Work is underway at the new Trinity County Jail site. Above, what looks like a moat has been constructed at the top end of the property to ensure proper drainage.

Though the walls haven’t started going up yet, construction of a new Trinity County jail in Weaverville is well under way now with the foundation being poured this week and last.

“What you see is a project that’s about 20 percent complete. It’s unbelievable how much work has gone in just to get to this point. The guts of the building are all underground,” said Trinity County Director of Transportation Rick Tippett who is providing financial administration of the project on the county’s behalf.
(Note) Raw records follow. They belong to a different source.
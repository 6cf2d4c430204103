// workspace facts: the files, source roots and targets an in-memory graph is built from
use serde::{Deserialize, Serialize};

use crate::config::ConfigError;
use crate::core::entry_point::join_spec_path;
use crate::core::target::Target;

#[derive(Debug, Clone, Default, PartialEq, Eq, Serialize, Deserialize)]
pub struct WorkspaceFacts {
    #[serde(default)]
    pub source_roots: Vec<String>,
    #[serde(default)]
    pub files: Vec<String>,
    #[serde(default)]
    pub targets: Vec<Target>,
}

impl WorkspaceFacts {
    pub fn new(files: &[&str], source_roots: &[&str], targets: Vec<Target>) -> Self {
        Self {
            source_roots: source_roots.iter().map(|s| s.to_string()).collect(),
            files: files.iter().map(|s| s.to_string()).collect(),
            targets,
        }
    }

    /// Decode a `facts.toon` document.
    pub fn from_toon(input: &str) -> Result<Self, ConfigError> {
        toon_format::decode_default(input).map_err(|e| ConfigError::Decode(e.to_string()))
    }

    pub fn to_toon(&self) -> Result<String, ConfigError> {
        toon_format::encode_default(self).map_err(|e| ConfigError::Decode(e.to_string()))
    }

    /// The most specific source root containing `path`. `.` and the empty string are the
    /// workspace root.
    pub fn source_root_for(&self, path: &str) -> Option<&str> {
        self.source_roots
            .iter()
            .map(String::as_str)
            .filter(|root| match *root {
                "" | "." => true,
                root => path
                    .strip_prefix(root)
                    .is_some_and(|rest| rest.starts_with('/')),
            })
            .max_by_key(|root| match *root {
                "." => 0,
                root => root.len(),
            })
    }

    /// Workspace-relative paths of the files `target` lists in `sources`.
    pub fn owned_files(target: &Target) -> Vec<String> {
        target
            .sources
            .iter()
            .filter_map(|source| normalize_path(&join_spec_path(&target.address.spec_path, source)))
            .collect()
    }
}

//resolves `.` and `..`; `None` if the path escapes the workspace
fn normalize_path(path: &str) -> Option<String> {
    let mut parts: Vec<&str> = Vec::new();
    for part in path.split('/') {
        match part {
            "" | "." => {}
            ".." => {
                parts.pop()?;
            }
            part => parts.push(part),
        }
    }
    Some(parts.join("/"))
}
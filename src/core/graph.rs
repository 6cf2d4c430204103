// collaborators the resolver talks to
use std::sync::Arc;

use async_trait::async_trait;

use crate::core::error::Result;
use crate::core::owners::ExplicitlyProvidedDependencies;
use crate::core::target::Target;
use crate::core::types::{Address, ModuleOwners};

/// A filesystem glob request. `description_of_origin` ends up in the error raised when
/// nothing matches.
#[derive(Debug, Clone, PartialEq, Eq)]
pub struct PathGlobs {
    pub globs: Vec<String>,
    pub description_of_origin: String,
}

impl PathGlobs {
    pub fn new(globs: Vec<String>, description_of_origin: impl Into<String>) -> Self {
        Self {
            globs,
            description_of_origin: description_of_origin.into(),
        }
    }
}

#[derive(Debug, Clone, Default, PartialEq, Eq)]
pub struct Paths {
    pub files: Vec<String>,
}

#[derive(Debug, Clone, PartialEq, Eq)]
pub struct SourceRoot {
    pub path: String,
}

/// The build-graph engine as seen from entry point resolution.
///
/// Every method is a read-only lookup; the engine owns memoization, retries and timeouts.
/// Errors returned here abort the resolution of the target that issued the request.
#[async_trait]
pub trait GraphEngine: Send + Sync {
    /// Expand the globs, failing with `NoMatchingFiles` when a glob matches nothing.
    async fn resolve_paths(&self, globs: &PathGlobs) -> Result<Paths>;

    async fn source_root_for_file(&self, path: &str) -> Result<SourceRoot>;

    /// Order-preserving and not deduplicated: `result[i]` belongs to `refs[i]`.
    async fn resolve_addresses(&self, refs: &[String], owning_address: &Address)
        -> Result<Vec<Address>>;

    /// May deduplicate, so callers must key results by `Target::address`.
    async fn lookup_targets(&self, addresses: &[Address]) -> Result<Vec<Target>>;

    async fn module_owners(&self, module: &str) -> Result<ModuleOwners>;

    async fn explicit_dependencies(
        &self,
        target: &Target,
    ) -> Result<ExplicitlyProvidedDependencies>;
}

/// Entry point resolution over a [`GraphEngine`].
///
/// Stateless apart from the engine handle: every call builds its intermediate maps locally,
/// so one resolver can serve many targets concurrently.
#[derive(Clone)]
pub struct Resolver {
    engine: Arc<dyn GraphEngine>,
}

impl Resolver {
    pub fn new(engine: Arc<dyn GraphEngine>) -> Self {
        Self { engine }
    }

    pub fn engine(&self) -> &dyn GraphEngine {
        self.engine.as_ref()
    }
}
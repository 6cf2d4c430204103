// in-memory build graph over WorkspaceFacts
use std::collections::BTreeSet;

use async_trait::async_trait;
use glob::{MatchOptions, Pattern};
use indexmap::{IndexMap, IndexSet};

use crate::core::error::{ResolveError, Result};
use crate::core::graph::{GraphEngine, PathGlobs, Paths, SourceRoot};
use crate::core::owners::ExplicitlyProvidedDependencies;
use crate::core::target::Target;
use crate::core::types::{Address, ModuleOwners};
use crate::mapping::facts::WorkspaceFacts;
use crate::mapping::generator::ModuleOwnerIndex;

//`*` stays within one directory, `**` crosses them
const MATCH_OPTIONS: MatchOptions = MatchOptions {
    case_sensitive: true,
    require_literal_separator: true,
    require_literal_leading_dot: false,
};

/// A [`GraphEngine`] answering from a fixed set of facts. The module index is generated
/// once, up front.
pub struct MemoryGraph {
    facts: WorkspaceFacts,
    index: ModuleOwnerIndex,
    targets: IndexMap<Address, Target>,
}

impl MemoryGraph {
    pub fn new(facts: WorkspaceFacts) -> Self {
        let index = ModuleOwnerIndex::generate(&facts);
        let targets = facts
            .targets
            .iter()
            .map(|t| (t.address.clone(), t.clone()))
            .collect();
        Self {
            facts,
            index,
            targets,
        }
    }

    fn existing(&self, address: Address) -> Result<Address> {
        if self.targets.contains_key(&address) {
            Ok(address)
        } else {
            Err(ResolveError::UnknownTarget(address))
        }
    }
}

#[async_trait]
impl GraphEngine for MemoryGraph {
    async fn resolve_paths(&self, globs: &PathGlobs) -> Result<Paths> {
        let mut files = BTreeSet::new();
        for glob in &globs.globs {
            let pattern = Pattern::new(glob).map_err(|e| ResolveError::InvalidGlob {
                glob: glob.clone(),
                origin: globs.description_of_origin.clone(),
                reason: e.to_string(),
            })?;
            let matched: Vec<&String> = self
                .facts
                .files
                .iter()
                .filter(|f| pattern.matches_with(f, MATCH_OPTIONS))
                .collect();
            if matched.is_empty() {
                return Err(ResolveError::NoMatchingFiles {
                    glob: glob.clone(),
                    origin: globs.description_of_origin.clone(),
                });
            }
            files.extend(matched.into_iter().cloned());
        }
        Ok(Paths {
            files: files.into_iter().collect(),
        })
    }

    async fn source_root_for_file(&self, path: &str) -> Result<SourceRoot> {
        self.facts
            .source_root_for(path)
            .map(|root| SourceRoot {
                path: root.to_string(),
            })
            .ok_or_else(|| ResolveError::NoSourceRoot {
                path: path.to_string(),
            })
    }

    async fn resolve_addresses(
        &self,
        refs: &[String],
        owning_address: &Address,
    ) -> Result<Vec<Address>> {
        refs.iter()
            .map(|raw| self.existing(Address::parse(raw, owning_address)?))
            .collect()
    }

    async fn lookup_targets(&self, addresses: &[Address]) -> Result<Vec<Target>> {
        let unique: IndexSet<&Address> = addresses.iter().collect();
        unique
            .into_iter()
            .map(|address| {
                self.targets
                    .get(address)
                    .cloned()
                    .ok_or_else(|| ResolveError::UnknownTarget(address.clone()))
            })
            .collect()
    }

    async fn module_owners(&self, module: &str) -> Result<ModuleOwners> {
        Ok(self.index.owners(module))
    }

    async fn explicit_dependencies(
        &self,
        target: &Target,
    ) -> Result<ExplicitlyProvidedDependencies> {
        ExplicitlyProvidedDependencies::parse(&target.address, &target.dependencies)
    }
}

#[cfg(test)]
mod tests {
    use super::*;

    fn graph() -> MemoryGraph {
        let facts = WorkspaceFacts::new(
            &["app/main.py", "app/util.py", "app/sub/deep.py"],
            &["."],
            vec![
                Target::pex_binary(Address::new("app", "bin"), "main.py").unwrap(),
                Target::python_sources(Address::new("app", "lib"), &["main.py", "util.py"]),
            ],
        );
        MemoryGraph::new(facts)
    }

    fn globs(glob: &str) -> PathGlobs {
        PathGlobs::new(vec![glob.to_string()], "a test")
    }

    #[tokio::test]
    async fn single_star_stays_in_directory() {
        let paths = graph().resolve_paths(&globs("app/*.py")).await.unwrap();
        assert_eq!(paths.files, vec!["app/main.py", "app/util.py"]);

        let deep = graph().resolve_paths(&globs("app/**/*.py")).await.unwrap();
        assert!(deep.files.contains(&"app/sub/deep.py".to_string()));
    }

    #[tokio::test]
    async fn unmatched_glob_carries_origin() {
        let err = graph().resolve_paths(&globs("app/nope.py")).await.unwrap_err();
        assert_eq!(
            err,
            ResolveError::NoMatchingFiles {
                glob: "app/nope.py".to_string(),
                origin: "a test".to_string(),
            }
        );
    }

    #[tokio::test]
    async fn addresses_keep_order_and_duplicates() {
        let g = graph();
        let owner = Address::new("app", "bin");
        let refs = vec![":lib".to_string(), "app:bin".to_string(), "//app:lib".to_string()];

        let resolved = g.resolve_addresses(&refs, &owner).await.unwrap();
        assert_eq!(
            resolved,
            vec![Address::new("app", "lib"), Address::new("app", "bin"), Address::new("app", "lib")]
        );

        let targets = g.lookup_targets(&resolved).await.unwrap();
        assert_eq!(targets.len(), 2);
    }

    #[tokio::test]
    async fn unknown_address_is_an_error() {
        let g = graph();
        let err = g
            .resolve_addresses(&[":missing".to_string()], &Address::new("app", "bin"))
            .await
            .unwrap_err();
        assert_eq!(err, ResolveError::UnknownTarget(Address::new("app", "missing")));
    }

    #[tokio::test]
    async fn source_roots_are_looked_up_per_file() {
        let g = graph();
        assert_eq!(g.source_root_for_file("app/main.py").await.unwrap().path, ".");

        let rootless = MemoryGraph::new(WorkspaceFacts::new(&["x.py"], &["src"], Vec::new()));
        assert!(matches!(
            rootless.source_root_for_file("x.py").await,
            Err(ResolveError::NoSourceRoot { .. })
        ));
    }
}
The official groundbreaking ceremony was in June as the project contractor, Sletten Construction, began work on the $20 million building. With completion anticipated by the end of 2020 and occupancy by early 2021, the new building will replace the county’s existing 53-bed jail with a modern, 72-bed facility that includes space for mandated inmate treatment programs, enclosed exercise yard, a medical office, warming/prep kitchen, administrative offices of the Sheriff’s Department and state-of-the-art county dispatch center.

The county already owned the land for the project adjacent to its juvenile detention facility and the Weaverville airport. However, all utilities including sewer, water and electrical wiring had to be extended to the site and installed underground. What looks like a moat has been constructed at the top end of the property to ensure proper drainage and prevent any impacts downslope during the rainy season.

Because the building will house the county’s emergency dispatch center, it must be built to the strongest standards, Tippett said, noting that disaster-resistant components were designed into the structure.

Regarding the project’s current status, he said the sewer is in and water line will be connected this week. Foundation pouring began last week and will be finished by the end of this week. Then the walls will start to rise, and by early next year there will be a roof. Sletten crews will work through the winter, weather permitting.

The project is being funded by a $20 million grant from the California Board of State and Community Corrections awarded to the county in 2016, requiring a $2 million matching contribution from the county. An additional contribution of around $2 million by the county is also anticipated to complete certain aspects of the project not covered by the grant, including road improvements to access the site.